What was the legal infirmity in the Amendment?
On a legal challenge to the validity of the 97th Amendment, the Gujarat High Court struck down Part IXB in its entirety on two grounds. First, the Amendment required not only a two-thirds majority in Parliament, which was obtained, but also had to be ratified by 50% of the State legislatures. This was because the Amendment impinged on a subject over which only the State legislatures had law-making powers. In the absence of such ratification, the Part was declared unconstitutional.
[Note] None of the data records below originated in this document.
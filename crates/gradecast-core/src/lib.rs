//! gradecast-core: grade standing, feasibility and what-if projection.
//!
//! The engine modules (`standing`, `feasibility`, `whatif`, `scale`,
//! `structure`) are pure functions over caller-supplied assessments. File and
//! config I/O live in `parser`, `config`, and `report`.

pub mod api;
pub mod config;
pub mod error;
pub mod feasibility;
mod ledger;
pub mod model;
pub mod parser;
pub mod report;
pub mod scale;
pub mod standing;
pub mod structure;
pub mod whatif;
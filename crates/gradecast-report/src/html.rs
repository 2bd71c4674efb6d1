//! HTML report generator.
//!
//! Produces a self-contained HTML file with all CSS inlined.

use anyhow::{Context, Result};
use std::path::Path;

use gradecast_core::feasibility::{Classification, Tone};
use gradecast_core::model::format_weight;
use gradecast_core::report::CourseReport;

/// Escape a string for safe HTML insertion.
fn html_escape(s: &str) -> String {
    s.replace('&', "&amp;")
        .replace('<', "&lt;")
        .replace('>', "&gt;")
        .replace('"', "&quot;")
        .replace('\'', "&#x27;")
}

fn tone_class(classification: Classification) -> &'static str {
    match classification.tone() {
        Tone::Positive => "positive",
        Tone::Caution => "caution",
        Tone::Negative => "negative",
    }
}

/// Generate an HTML report from a course report.
pub fn generate_html(report: &CourseReport) -> String {
    let mut html = String::new();
    let target = &report.target;

    html.push_str("<!DOCTYPE html>\n<html lang=\"en\">\n<head>\n");
    html.push_str("<meta charset=\"utf-8\">\n");
    html.push_str("<meta name=\"viewport\" content=\"width=device-width, initial-scale=1\">\n");
    html.push_str(&format!(
        "<title>gradecast report: {}</title>\n",
        html_escape(&report.course.name)
    ));
    html.push_str("<style>\n");
    html.push_str(CSS);
    html.push_str("</style>\n");
    html.push_str("</head>\n<body>\n");

    // Header
    html.push_str("<header>\n");
    html.push_str(&format!("<h1>{}</h1>\n", html_escape(&report.course.name)));
    html.push_str(&format!(
        "<p class=\"meta\">Target <strong>{:.1}%</strong> ({} / {}) | {} of {} assessments graded | {}</p>\n",
        report.course.target_grade,
        html_escape(&report.target_equivalent.letter),
        html_escape(&report.target_equivalent.description),
        report.course.graded_count,
        report.course.assessment_count,
        report.created_at.format("%Y-%m-%d %H:%M:%S UTC")
    ));
    html.push_str("</header>\n");

    // Summary cards
    html.push_str("<section class=\"dashboard\">\n");
    html.push_str("<h2>Summary</h2>\n<div class=\"cards\">\n");
    html.push_str(&card(
        "Current standing",
        &format!("{:.1}%", report.standing.current_standing),
        &format!("{} weight graded", report.standing.graded_weight),
        "",
    ));
    let required = if target.achievable {
        format!("{:.1}%", target.required_average)
    } else {
        "&gt; 100%".to_string()
    };
    html.push_str(&card(
        "Needed on remaining work",
        &required,
        &format!("{} weight remaining", format_weight(target.remaining_weight)),
        tone_class(target.classification),
    ));
    html.push_str(&card(
        "Outlook",
        &html_escape(target.classification.label()),
        &html_escape(target.classification.explanation()),
        tone_class(target.classification),
    ));
    html.push_str(&card(
        "Best possible",
        &format!("{:.1}%", target.maximum_possible),
        "if every remaining assessment scores 100",
        "",
    ));
    html.push_str("</div>\n");

    if target.achievable && target.remaining_weight > 0.0 {
        let r = &target.risk_ranges;
        html.push_str(&format!(
            "<p class=\"ranges\">Minimum {:.1}% | safe {:.1}% | stretch {:.1}%</p>\n",
            r.minimum, r.safe, r.stretch
        ));
    }
    if !report.standing.weights_balanced {
        html.push_str(&format!(
            "<p class=\"warning\">Assessment weights total {}, not 100.</p>\n",
            format_weight(report.standing.total_weight)
        ));
    }
    html.push_str("</section>\n");

    // Assessments
    html.push_str("<section class=\"assessments\">\n");
    html.push_str("<h2>Assessments</h2>\n");
    html.push_str("<table>\n");
    html.push_str("<thead><tr><th>Assessment</th><th>Weight</th><th>Score</th><th>Contribution</th></tr></thead>\n");
    html.push_str("<tbody>\n");
    for a in &report.assessments {
        let (class, score) = match a.percent {
            Some(p) => ("graded", format!("{p:.1}%")),
            None => ("ungraded", "-".to_string()),
        };
        let contribution = report
            .projection
            .per_assessment_contribution
            .get(&a.name)
            .map(|c| format!("{c:.2}"))
            .unwrap_or_else(|| "-".to_string());
        html.push_str(&format!(
            "<tr class=\"{}\"><td>{}</td><td>{}</td><td>{}</td><td>{}</td></tr>\n",
            class,
            html_escape(&a.name),
            a.weight,
            score,
            contribution
        ));
    }
    html.push_str("</tbody></table>\n");

    if !report.projection.per_assessment_contribution.is_empty() {
        html.push_str(&generate_contribution_chart(report));
    }
    html.push_str("</section>\n");

    // Minimums
    if !report.minimums.is_empty() {
        html.push_str("<section class=\"minimums\">\n");
        html.push_str("<h2>Minimum per remaining assessment</h2>\n");
        html.push_str(
            "<p class=\"meta\">Assumes every other remaining assessment scores 100.</p>\n",
        );
        html.push_str("<table>\n");
        html.push_str("<thead><tr><th>Assessment</th><th>Minimum</th></tr></thead>\n<tbody>\n");
        for m in &report.minimums {
            let (class, text) = if m.achievable {
                ("", format!("{:.1}%", m.minimum_required))
            } else {
                ("negative", "out of reach".to_string())
            };
            html.push_str(&format!(
                "<tr><td>{}</td><td class=\"{}\">{}</td></tr>\n",
                html_escape(&m.assessment),
                class,
                text
            ));
        }
        html.push_str("</tbody></table>\n</section>\n");
    }

    // Projection
    html.push_str("<section class=\"projection\">\n");
    html.push_str("<h2>Projection</h2>\n");
    html.push_str(&format!(
        "<p>Projected final grade <strong>{:.1}%</strong> ({})</p>\n",
        report.projection.projected_grade,
        match report.projection_status {
            gradecast_core::whatif::ProjectionStatus::OnTrack => "on track",
            gradecast_core::whatif::ProjectionStatus::Below => "below target",
        }
    ));
    if !report.projection.unscored.is_empty() {
        let names: Vec<String> = report
            .projection
            .unscored
            .iter()
            .map(|n| html_escape(n))
            .collect();
        html.push_str(&format!(
            "<p class=\"meta\">Not counted (no score assumed): {}</p>\n",
            names.join(", ")
        ));
    }
    html.push_str("</section>\n");

    if !report.warnings.is_empty() {
        html.push_str("<section class=\"warnings\">\n<h2>Warnings</h2>\n<ul>\n");
        for w in &report.warnings {
            let prefix = w
                .assessment
                .as_deref()
                .map(|a| format!("<strong>{}</strong>: ", html_escape(a)))
                .unwrap_or_default();
            html.push_str(&format!("<li>{}{}</li>\n", prefix, html_escape(&w.message)));
        }
        html.push_str("</ul>\n</section>\n");
    }

    // Raw JSON
    html.push_str("<section class=\"raw-data\">\n");
    html.push_str("<details>\n<summary>Raw JSON Data</summary>\n");
    html.push_str("<pre><code>");
    html.push_str(
        &serde_json::to_string_pretty(report)
            .unwrap_or_default()
            .replace('<', "&lt;")
            .replace('>', "&gt;"),
    );
    html.push_str("</code></pre>\n");
    html.push_str("</details>\n</section>\n");

    html.push_str("</body>\n</html>");
    html
}

fn card(title: &str, value: &str, detail: &str, class: &str) -> String {
    format!(
        "<div class=\"card {class}\"><h3>{title}</h3><p class=\"value\">{value}</p><p class=\"detail\">{detail}</p></div>\n"
    )
}

/// Write an HTML report to a file.
pub fn write_html_report(report: &CourseReport, path: &Path) -> Result<()> {
    let html = generate_html(report);
    if let Some(parent) = path.parent() {
        std::fs::create_dir_all(parent)?;
    }
    std::fs::write(path, html)
        .with_context(|| format!("failed to write HTML report to {}", path.display()))?;
    Ok(())
}

/// Horizontal bars of each assessment's contribution to the final grade.
fn generate_contribution_chart(report: &CourseReport) -> String {
    let bar_height = 24;
    let max_width = 400;
    let padding = 8;
    let label_width = 200;

    let rows: Vec<(&str, f64, f64)> = report
        .assessments
        .iter()
        .filter_map(|a| {
            report
                .projection
                .per_assessment_contribution
                .get(&a.name)
                .map(|&c| (a.name.as_str(), c, a.weight))
        })
        .collect();

    let total_height = rows.len() * (bar_height + padding) + padding;

    let mut svg = format!(
        "<svg width=\"{}\" height=\"{}\" xmlns=\"http://www.w3.org/2000/svg\">\n",
        label_width + max_width + 80,
        total_height
    );

    for (i, (name, contribution, weight)) in rows.iter().enumerate() {
        let y = i * (bar_height + padding) + padding;
        let width = (contribution / 100.0 * max_width as f64) as usize;
        let full = (weight / 100.0 * max_width as f64) as usize;
        let ratio = if *weight > 0.0 {
            contribution / weight
        } else {
            0.0
        };

        let color = if ratio >= 0.8 {
            "#22c55e"
        } else if ratio >= 0.6 {
            "#eab308"
        } else {
            "#ef4444"
        };

        svg.push_str(&format!(
            "  <text x=\"{}\" y=\"{}\" font-size=\"14\" fill=\"currentColor\" text-anchor=\"end\" dominant-baseline=\"middle\">{}</text>\n",
            label_width - 10,
            y + bar_height / 2,
            html_escape(name)
        ));
        svg.push_str(&format!(
            "  <rect x=\"{}\" y=\"{}\" width=\"{}\" height=\"{}\" fill=\"none\" stroke=\"#9ca3af\" rx=\"4\"/>\n",
            label_width, y, full, bar_height
        ));
        svg.push_str(&format!(
            "  <rect x=\"{}\" y=\"{}\" width=\"{}\" height=\"{}\" fill=\"{}\" rx=\"4\"/>\n",
            label_width, y, width, bar_height, color
        ));
        svg.push_str(&format!(
            "  <text x=\"{}\" y=\"{}\" font-size=\"12\" fill=\"currentColor\" dominant-baseline=\"middle\">{:.2} / {}</text>\n",
            label_width + full.max(width) + 8,
            y + bar_height / 2,
            contribution,
            weight
        ));
    }

    svg.push_str("</svg>\n");
    svg
}

const CSS: &str = r#"
:root { --bg: #fff; --fg: #1a1a1a; --border: #e5e7eb; --positive: #dcfce7; --caution: #fef3c7; --negative: #fde2e2; }
@media (prefers-color-scheme: dark) {
  :root { --bg: #111827; --fg: #f9fafb; --border: #374151; --positive: #064e3b; --caution: #78350f; --negative: #7f1d1d; }
}
body { font-family: -apple-system, BlinkMacSystemFont, 'Segoe UI', sans-serif; margin: 0; padding: 2rem; background: var(--bg); color: var(--fg); }
h1, h2 { margin-top: 2rem; }
.meta { color: #6b7280; }
.cards { display: grid; grid-template-columns: repeat(auto-fit, minmax(200px, 1fr)); gap: 1rem; }
.card { border: 1px solid var(--border); border-radius: 8px; padding: 1rem; }
.card h3 { margin: 0; font-size: 0.9rem; color: #6b7280; }
.card .value { font-size: 1.8rem; font-weight: bold; margin: 0.5rem 0; }
.card .detail { margin: 0; font-size: 0.85rem; }
.positive { background: var(--positive); }
.caution { background: var(--caution); }
.negative { background: var(--negative); }
.warning { color: #b45309; font-weight: bold; }
table { border-collapse: collapse; width: 100%; margin: 1rem 0; }
th, td { border: 1px solid var(--border); padding: 0.5rem 1rem; text-align: left; }
th { background: var(--border); }
tr.ungraded td { color: #6b7280; font-style: italic; }
pre { overflow-x: auto; padding: 1rem; background: var(--border); border-radius: 8px; }
code { font-family: 'JetBrains Mono', 'Fira Code', monospace; font-size: 0.85rem; }
details { margin: 1rem 0; }
summary { cursor: pointer; font-weight: bold; }
svg { margin: 1rem 0; }
"#;

#[cfg(test)]
mod tests {
    use super::*;
    use chrono::{TimeZone, Utc};
    use gradecast_core::model::{Assessment, Course};
    use gradecast_core::whatif::ProjectionOptions;

    fn make_test_report() -> CourseReport {
        let course = Course::new(
            "EECS <2311>",
            70.0,
            vec![
                Assessment::graded("Midterm", 30.0, 80.0),
                Assessment::graded("Final", 40.0, 45.0),
                Assessment::ungraded("Assignments", 20.0),
                Assessment::ungraded("Participation", 10.0),
            ],
        );
        let mut report = CourseReport::build(&course, &ProjectionOptions::default()).unwrap();
        report.id = uuid::Uuid::nil();
        report.created_at = Utc.with_ymd_and_hms(2025, 3, 14, 9, 30, 0).unwrap();
        report
    }

    #[test]
    fn html_report_contains_required_elements() {
        let report = make_test_report();
        let html = generate_html(&report);

        assert!(html.contains("<html"));
        assert!(html.contains("</html>"));
        assert!(html.contains("Midterm"));
        assert!(html.contains("Participation"));
        assert!(html.contains("93.3%"));
        assert!(html.contains("Challenging"));
        assert!(html.contains("card caution"));
        assert!(html.contains("<svg"));
        assert!(html.contains("Not counted"));
        assert!(html.contains("2025-03-14 09:30:00 UTC"));
    }

    #[test]
    fn html_escapes_course_name() {
        let html = generate_html(&make_test_report());
        assert!(html.contains("EECS &lt;2311&gt;"));
        assert!(!html.contains("<h1>EECS <2311>"));
    }

    #[test]
    fn html_marks_unreachable_targets() {
        let course = Course::new(
            "Done",
            90.0,
            vec![Assessment::graded("Exam", 100.0, 60.0)],
        );
        let report = CourseReport::build(&course, &ProjectionOptions::default()).unwrap();
        let html = generate_html(&report);
        assert!(html.contains("&gt; 100%"));
        assert!(html.contains("Not Possible"));
        assert!(html.contains("card negative"));
    }

    #[test]
    fn html_report_write_to_file() {
        let report = make_test_report();
        let dir = tempfile::tempdir().unwrap();
        let path = dir.path().join("out").join("report.html");

        write_html_report(&report, &path).unwrap();
        assert!(path.exists());

        let content = std::fs::read_to_string(&path).unwrap();
        assert!(content.starts_with("<!DOCTYPE html>"));
    }
}
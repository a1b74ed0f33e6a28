use std::sync::Arc;

use riskpilot_core::scoring::QuestionDef;
use riskpilot_events::AuditBus;

use crate::config::ServerConfig;

/// Shared application state available to all Axum handlers via `State<AppState>`.
///
/// This is cheaply cloneable (inner data is behind `Arc` or is already `Clone`).
#[derive(Clone)]
pub struct AppState {
    /// Database connection pool.
    pub pool: riskpilot_db::DbPool,
    /// Server configuration (accessed by middleware and handlers).
    pub config: Arc<ServerConfig>,
    /// Question catalog the scoring engine runs against. Injected here so
    /// tests and future deployments can substitute their own.
    pub catalog: Arc<Vec<QuestionDef>>,
    /// Bus for publishing audit events; the recorder persists them.
    pub audit_bus: Arc<AuditBus>,
}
It also ruled that the Part violated the basic structure of the Constitution in that it was in breach of federal principles.
What was the Supreme Court’s view?
The Centre’s defence was that the Amendment did not alter the entry in the State List on ‘cooperative societies’. In fact, it specified that the State legislatures would enact the relevant laws based on a common framework. There was no need for ratification by the Assemblies, as no subject was shifted from the State List to the Central or Concurrent List. However, the Supreme Court rejected the argument. The Amendment had the effect of limiting and circumscribing the scope and extent to which States could frame laws on cooperative societies. This impacted on their legislative power and would therefore amount to a change that would require ratification by the Assemblies.
All three judges on the Bench that heard the Union government’s appeals agreed with the Gujarat High Court that the ratification by the State legislatures was required for Part IXB, and in the absence of such ratification, the Part had to be struck down. However, the majority, comprising Justices Rohinton F. Nariman and B.R. Gavai, declared the Part inoperative only in respect of cooperative societies that came under the States. It would be valid as far as multi-State cooperative societies were concerned as Parliament had the power to regulate their functioning.
Justice K.M. Joseph, in his dissenting view, ruled that Part IXB could not be severed into two sections, one covering State cooperatives and the other for multi-State cooperatives. It set out a framework for the State cooperatives and only added a clause that in respect of multi-State cooperatives, Parliament will enact the relevant law. As the latter provision had no independent life if the portion concerning the State cooperatives was struck down, the ‘doctrine of severability’ cannot be applied, and the entire Part had to be declared unconstitutional.
What now survives in the 97th Amendment?
The Amendment added the words “or cooperative societies” to Article 19(1)(c) of the Constitution to expand the fundamental right to form associations or unions to cover cooperative societies too. It also added a ‘Directive Principle’ through Article 43B, which says: “The State shall endeavour to promote voluntary formation, autonomous functioning, democratic control and professional management of cooperative societies.” These clauses remain undisturbed. In line with the Supreme Court’s judgment, Part IXB dealing with cooperative societies will survive, but only with reference to multi-State societies.
How does the ruling affect Cooperation Ministry?
The Ministry of Cooperation was formed recently, apparently with a view to giving a fillip to the cooperative movement and reforming the functioning of cooperative societies. Until now, the subject was dealt with by the Agriculture Ministry. It administered the Multi-State Cooperative Societies Act, 2002. The new Ministry will continue this work. For now, it will not be in a position to compel States to bring their cooperative laws in conformity with the Centre’s vision. Regarding the fate of the constitutional framework for all cooperative societies in the country, the Centre has the option of re-enacting the Amendment with a two-thirds majority in Parliament and obtaining ratification by 50% of the State legislatures.